Meetings and Events
In an uncensored and unleashed version of an ISSA Privacy SIG presentation from June, George will be making a strong declaration relevant to the times: why privacy and security (usually) need anonymity.
As privacy finally becomes an acceptable and even popular service and product feature, its sibling anonymity is still carries nefarious connotations. Privacy advocates onced faced questions like "do you have something to hide?" Similar retorts are now posed to anonymity advocates.
But creating privacy solutions without anonymity means ignoring a core aspect of (corporate,nation-state) surveillance: metadata. Knowing who talked to whom, when did they talk and for how long, makes the actual content of the communications less relevant in an era of mass surveillance.

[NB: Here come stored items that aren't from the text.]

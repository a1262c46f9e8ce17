//! Session registry: the central system's set of live charge-point links

use std::sync::atomic::{AtomicU64, Ordering};
use std::sync::Arc;

use chrono::{DateTime, Utc};
use dashmap::mapref::entry::Entry;
use dashmap::DashMap;
use tokio::sync::mpsc;
use tokio_tungstenite::tungstenite::Message;
use tracing::{debug, info};

use crate::application::ports::OutboundTransport;
use crate::support::errors::TransportError;

/// One accepted WebSocket connection. Frames pushed on `sender` are written
/// by the connection's own loop, which is the single writer of the socket.
#[derive(Debug)]
pub struct Connection {
    /// Distinguishes successive connections of the same charge point.
    pub connection_id: u64,
    pub charge_point_id: String,
    pub subprotocol: String,
    sender: mpsc::UnboundedSender<Message>,
    pub connected_at: DateTime<Utc>,
    pub last_activity: DateTime<Utc>,
}

impl Connection {
    fn send(&self, message: Message) -> Result<(), TransportError> {
        self.sender
            .send(message)
            .map_err(|_| TransportError::ChannelClosed(self.charge_point_id.clone()))
    }

    fn touch(&mut self) {
        self.last_activity = Utc::now();
    }
}

/// Thread-safe registry of connected charge points
pub struct SessionRegistry {
    sessions: DashMap<String, Connection>,
    next_connection_id: AtomicU64,
}

pub type SharedSessionRegistry = Arc<SessionRegistry>;

impl SessionRegistry {
    pub fn new() -> Self {
        Self {
            sessions: DashMap::new(),
            next_connection_id: AtomicU64::new(1),
        }
    }

    pub fn shared() -> SharedSessionRegistry {
        Arc::new(Self::new())
    }

    /// Register a connection. A charge point id holds at most one
    /// connection; a second registration fails with `DuplicateChannel`.
    pub fn register(
        &self,
        charge_point_id: &str,
        subprotocol: &str,
        sender: mpsc::UnboundedSender<Message>,
    ) -> Result<u64, TransportError> {
        match self.sessions.entry(charge_point_id.to_string()) {
            Entry::Occupied(_) => Err(TransportError::DuplicateChannel(charge_point_id.to_string())),
            Entry::Vacant(slot) => {
                let connection_id = self.next_connection_id.fetch_add(1, Ordering::Relaxed);
                let now = Utc::now();
                slot.insert(Connection {
                    connection_id,
                    charge_point_id: charge_point_id.to_string(),
                    subprotocol: subprotocol.to_string(),
                    sender,
                    connected_at: now,
                    last_activity: now,
                });
                info!(charge_point_id, subprotocol, connection_id, "Registered charge point session");
                Ok(connection_id)
            }
        }
    }

    /// Remove the session if it still belongs to `connection_id`.
    pub fn unregister(&self, charge_point_id: &str, connection_id: u64) -> bool {
        let removed = self
            .sessions
            .remove_if(charge_point_id, |_, conn| conn.connection_id == connection_id)
            .is_some();
        if removed {
            info!(charge_point_id, connection_id, "Unregistered charge point session");
        } else {
            debug!(charge_point_id, connection_id, "Session already replaced or removed");
        }
        removed
    }

    pub fn send_to(&self, charge_point_id: &str, message: Message) -> Result<(), TransportError> {
        match self.sessions.get(charge_point_id) {
            Some(conn) => conn.send(message),
            None => Err(TransportError::NotConnected(charge_point_id.to_string())),
        }
    }

    pub fn touch(&self, charge_point_id: &str) {
        if let Some(mut conn) = self.sessions.get_mut(charge_point_id) {
            conn.touch();
        }
    }

    pub fn is_connected(&self, charge_point_id: &str) -> bool {
        self.sessions.contains_key(charge_point_id)
    }

    pub fn connected_ids(&self) -> Vec<String> {
        self.sessions.iter().map(|r| r.key().clone()).collect()
    }

    pub fn subprotocol(&self, charge_point_id: &str) -> Option<String> {
        self.sessions
            .get(charge_point_id)
            .map(|conn| conn.subprotocol.clone())
    }

    pub fn last_activity(&self, charge_point_id: &str) -> Option<DateTime<Utc>> {
        self.sessions.get(charge_point_id).map(|conn| conn.last_activity)
    }

    pub fn count(&self) -> usize {
        self.sessions.len()
    }
}

impl Default for SessionRegistry {
    fn default() -> Self {
        Self::new()
    }
}

impl OutboundTransport for SessionRegistry {
    fn write(&self, channel: &str, frame: String) -> Result<(), TransportError> {
        self.send_to(channel, Message::Text(frame))
    }
}
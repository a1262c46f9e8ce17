//! OCPP Central System
//!
//! Accepts OCPP 1.6 charge points over WebSocket and answers the Core and
//! Firmware Management calls they originate.
//! Reads configuration from TOML file (~/.config/ocpp-runtime/config.toml).

use std::sync::atomic::{AtomicI32, Ordering};
use std::sync::Arc;
use std::time::Duration;

use async_trait::async_trait;
use chrono::Utc;
use tracing::{error, info, warn};

use ocpp_runtime::application::handlers::{CentralSystemCoreHandler, CentralSystemFirmwareHandler};
use ocpp_runtime::config::{config_path_from_env, AppConfig};
use ocpp_runtime::domain::messages::*;
use ocpp_runtime::support::logging::init_tracing;
use ocpp_runtime::support::shutdown::ShutdownCoordinator;
use ocpp_runtime::{CentralSystem, HandlerResult};

#[tokio::main]
async fn main() -> Result<(), Box<dyn std::error::Error>> {
    // ── Load configuration ─────────────────────────────────────
    let config_path = config_path_from_env();
    let (app_cfg, load_error) = match AppConfig::load(&config_path) {
        Ok(cfg) => (cfg, None),
        Err(e) => (AppConfig::default(), Some(e)),
    };
    init_tracing(&app_cfg.logging);
    match load_error {
        None => info!("Configuration loaded from {}", config_path.display()),
        Some(e) => error!("Failed to load config: {}. Using defaults.", e),
    }

    info!("Starting OCPP Central System...");

    // ── Prometheus metrics (optional) ──────────────────────────
    if app_cfg.metrics.enabled {
        let listen: std::net::SocketAddr = app_cfg.metrics.listen.parse()?;
        metrics_exporter_prometheus::PrometheusBuilder::new()
            .with_http_listener(listen)
            .install()?;
        info!("📊 Prometheus exporter listening on {}", listen);
    }

    // ── Central system ─────────────────────────────────────────
    let heartbeat_interval = app_cfg.server.heartbeat_interval_secs;
    let central_system = Arc::new(CentralSystem::new(app_cfg.central_system()));
    let handler = Arc::new(DemoCentralSystem::new(heartbeat_interval));
    central_system.set_core_handler(handler.clone());
    central_system.set_firmware_management_handler(handler);
    central_system.set_new_charge_point_handler(|info| {
        info!(
            charge_point_id = %info.id,
            subprotocol = %info.subprotocol,
            remote_addr = ?info.remote_addr,
            "🔌 Charge point connected"
        );
    });
    central_system.set_charge_point_disconnected_handler(|charge_point_id| {
        info!(charge_point_id, "Charge point disconnected");
    });

    let mut errors = central_system.errors();
    tokio::spawn(async move {
        while let Some(message) = errors.recv().await {
            warn!(
                event_type = message.event.event_type(),
                channel = message.event.channel(),
                "{}",
                message.event
            );
        }
    });

    let addr = central_system.start().await?;
    info!("🚀 Listening for charge points on ws://{}", addr);

    // ── Shutdown ───────────────────────────────────────────────
    let shutdown = ShutdownCoordinator::new(Duration::from_secs(app_cfg.server.shutdown_timeout_secs));
    shutdown.start_signal_listener();
    let completed = shutdown
        .shutdown_with_cleanup(|| {
            let central_system = central_system.clone();
            async move { central_system.stop().await }
        })
        .await;
    if !completed {
        warn!("Some connections did not close in time");
    }

    info!("Central system stopped");
    Ok(())
}

fn accepted() -> IdTagInfo {
    IdTagInfo {
        status: AuthorizationStatus::Accepted,
        expiry_date: None,
        parent_id_tag: None,
    }
}

/// Accepts every charge point and id tag.
struct DemoCentralSystem {
    heartbeat_interval: u32,
    next_transaction_id: AtomicI32,
}

impl DemoCentralSystem {
    fn new(heartbeat_interval: u32) -> Self {
        Self {
            heartbeat_interval,
            next_transaction_id: AtomicI32::new(1),
        }
    }
}

#[async_trait]
impl CentralSystemCoreHandler for DemoCentralSystem {
    async fn on_authorize(&self, charge_point_id: &str, request: AuthorizeRequest) -> HandlerResult<AuthorizeResponse> {
        info!(charge_point_id, id_tag = %request.id_tag, "Authorize");
        Ok(AuthorizeResponse {
            id_tag_info: accepted(),
        })
    }

    async fn on_boot_notification(
        &self,
        charge_point_id: &str,
        request: BootNotificationRequest,
    ) -> HandlerResult<BootNotificationResponse> {
        info!(
            charge_point_id,
            vendor = %request.charge_point_vendor,
            model = %request.charge_point_model,
            "BootNotification"
        );
        Ok(BootNotificationResponse {
            current_time: Utc::now(),
            interval: self.heartbeat_interval,
            status: RegistrationStatus::Accepted,
        })
    }

    async fn on_data_transfer(
        &self,
        charge_point_id: &str,
        request: DataTransferRequest,
    ) -> HandlerResult<DataTransferResponse> {
        info!(charge_point_id, vendor_id = %request.vendor_string, "DataTransfer");
        Ok(DataTransferResponse {
            status: DataTransferStatus::UnknownVendorId,
            data: None,
        })
    }

    async fn on_heartbeat(&self, charge_point_id: &str, _request: HeartbeatRequest) -> HandlerResult<HeartbeatResponse> {
        tracing::debug!(charge_point_id, "Heartbeat");
        Ok(HeartbeatResponse {
            current_time: Utc::now(),
        })
    }

    async fn on_meter_values(
        &self,
        charge_point_id: &str,
        request: MeterValuesRequest,
    ) -> HandlerResult<MeterValuesResponse> {
        info!(
            charge_point_id,
            connector_id = request.connector_id,
            samples = request.meter_value.len(),
            "MeterValues"
        );
        Ok(MeterValuesResponse {})
    }

    async fn on_start_transaction(
        &self,
        charge_point_id: &str,
        request: StartTransactionRequest,
    ) -> HandlerResult<StartTransactionResponse> {
        let transaction_id = self.next_transaction_id.fetch_add(1, Ordering::Relaxed);
        info!(
            charge_point_id,
            connector_id = request.connector_id,
            transaction_id,
            "StartTransaction"
        );
        Ok(StartTransactionResponse {
            id_tag_info: accepted(),
            transaction_id,
        })
    }

    async fn on_status_notification(
        &self,
        charge_point_id: &str,
        request: StatusNotificationRequest,
    ) -> HandlerResult<StatusNotificationResponse> {
        info!(
            charge_point_id,
            connector_id = request.connector_id,
            status = ?request.status,
            error_code = ?request.error_code,
            "StatusNotification"
        );
        Ok(StatusNotificationResponse {})
    }

    async fn on_stop_transaction(
        &self,
        charge_point_id: &str,
        request: StopTransactionRequest,
    ) -> HandlerResult<StopTransactionResponse> {
        info!(
            charge_point_id,
            transaction_id = request.transaction_id,
            meter_stop = request.meter_stop,
            "StopTransaction"
        );
        Ok(StopTransactionResponse { id_tag_info: None })
    }
}

#[async_trait]
impl CentralSystemFirmwareHandler for DemoCentralSystem {
    async fn on_diagnostics_status_notification(
        &self,
        charge_point_id: &str,
        request: DiagnosticsStatusNotificationRequest,
    ) -> HandlerResult<DiagnosticsStatusNotificationResponse> {
        info!(charge_point_id, status = ?request.status, "DiagnosticsStatusNotification");
        Ok(DiagnosticsStatusNotificationResponse {})
    }

    async fn on_firmware_status_notification(
        &self,
        charge_point_id: &str,
        request: FirmwareStatusNotificationRequest,
    ) -> HandlerResult<FirmwareStatusNotificationResponse> {
        info!(charge_point_id, status = ?request.status, "FirmwareStatusNotification");
        Ok(FirmwareStatusNotificationResponse {})
    }
}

Cut down to the basics and unfettered, we'll look at the changing environment of privacy, relating it to anonymity then approach some of the basic ingredients necessary for adapting anonymity to technical solutions today.
And yes, the relevance of BSD Unix will be woven throughout, somehow, someway.
We encourage questions and even wildly incorrect opinions before the meeting on the talk@ mailing list and on IRC at libera.net #nycbug.
George Rosamond is a founder and long-time admin@ member of NYC*BUG. He's the co-founder and CTO of ClearOPS, a privacy and security technology startup.
A sysadmin by trade with citizenship in BSD Unix land, his area of interest and expertise lies with privacy enhancing technologies, most importantly with the Tor Project. He thrives on creating and designing unorthodox solutions to ordinary problems, but so do most other people in the *BSD community.